Though, resting, will not put me at ease,
It’s this endless struggle to search for meaning..
when was my smile last truly beaming?
when was i last not silently screaming
with the world the way it is how can i go on dreaming?
When Im only left with the scarred thoughts,
of dreams failing to turn into a perfect reality,
When reality, refused to become a dream
It’s time to give thanks for what I have – it would seem!
But more effort givin into apologies,
Everyone regrets something.
can’t we all stop the madness of this whole thing
Because stopping it,
would kill everything.
the demon sits on my shoulder whispering these harmful things…
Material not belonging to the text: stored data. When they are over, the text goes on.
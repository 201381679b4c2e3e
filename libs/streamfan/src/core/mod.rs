// Copyright (c) 2025 Jonathan Fontanez
// SPDX-License-Identifier: BUSL-1.1

pub mod builder;
pub mod config;
pub mod dataflow;
pub mod endpoint;
pub mod error;
pub mod graph;
pub mod media;
pub mod node;
pub mod provisioner;
pub mod runtime;
pub mod scheduler;
pub mod session;

pub use builder::{BranchTemplate, NodeSpec, StaticGraphBuilder};
pub use config::{PipelineConfig, PipelineMode};
pub use dataflow::{DataPlane, DataPlaneContext, DataPlaneSettings, UriDataPlane};
pub use endpoint::{
    EndpointRegistrar, MountEntry, MountPoints, RelayDescription, RelayStatus, ServerHandle,
    StreamServer,
};
pub use error::{Result, StreamError};
pub use graph::{Graph, GraphSnapshot, Link, LinkEndpoint, LinkId};
pub use media::{MediaDescriptor, MediaKind};
pub use node::{Node, NodeCatalog, NodeId, NodeOptions, NodeRegistry, NodeRole, OptionValue};
pub use provisioner::{
    Branch, BranchOutcome, BranchProvisioner, DiscoveryHandler, RejectReason, RequestPortLinker,
};
pub use runtime::{
    EXIT_STARTUP_FAILURE, LifecycleController, Pipeline, ProvisionStats, RunOutcome, RunState,
    SharedPipeline, ShutdownReport,
};
pub use scheduler::{BusMessage, DiscoveryEvent, LoopEvent, MainLoop, ManualScheduler, Scheduler};
pub use session::Session;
where did the good angel go???
And do I really want it back?
Im tired of being oh so predictable.
Now you can see,
the truest of all my faces.
My masks are gone.
I’m living in spaces
Until aliens come from outer space
staring at us in the face
this whole human race
where the f*ck is my dad?
he is much more important, than I,
As everything, usually is.
say good bye and blow a kiss
until the humans no longer exists..
because aliens cause all this
It’s the end I may miss
And eternity will fail to come,
Waiting, just extends the time,
Its here when we least expect it
We’ll all fall into a black pit
the world,
oh how it swallows us whole
for it is us in our peace
for whom the bell tolls
somehow we manage with our misery.
but it all runs in the family
so true what we’ll become and what we will be
will we become all the things we see?
never’ shouts the hidden strength from somewhere within
why are we torured for this evil sin
The sin,oh the sin at which we begin
our mothers and fathers with pedigreed grins
to oust our belief of love being grand
and finding the humbleness right in our hands
But we always let it shatter,
We cant keep anything as a whole.
the lies we keep telling…
when will the truth be told
When will you let go…
Because, I have waited patiently in Satan’s room….
The firey room,
Yet, Im freezing cold
the loneliness within my mind
my thoughts, my actions, there is no rewind
I cant unravel,
Im longing to be something else
Low with feet on bottom shelf
Patience is thinning.
Dont look away.
open your eyes and fly away
Fly high to realize a new day
A new horizon full of opportunity
Opportunities that will fail,
My faith in myself,
is fading.
Fading to nothing,
fading to darkness,
to an emptiness i can’t cope with
As if I’ve created a new disease,
I’ve found it in myself,
I cannot name it,
So it is still unknown,
But its spreading.
Its spreading through cities and ocean front hills,
its knocking on doors for the healthy and ill
“bring out you’re dead” the wind whistles aloud
but the wandering whistle is less than profound
when you come to that moment when a shiver is felt
and you realize that living is loving yourself.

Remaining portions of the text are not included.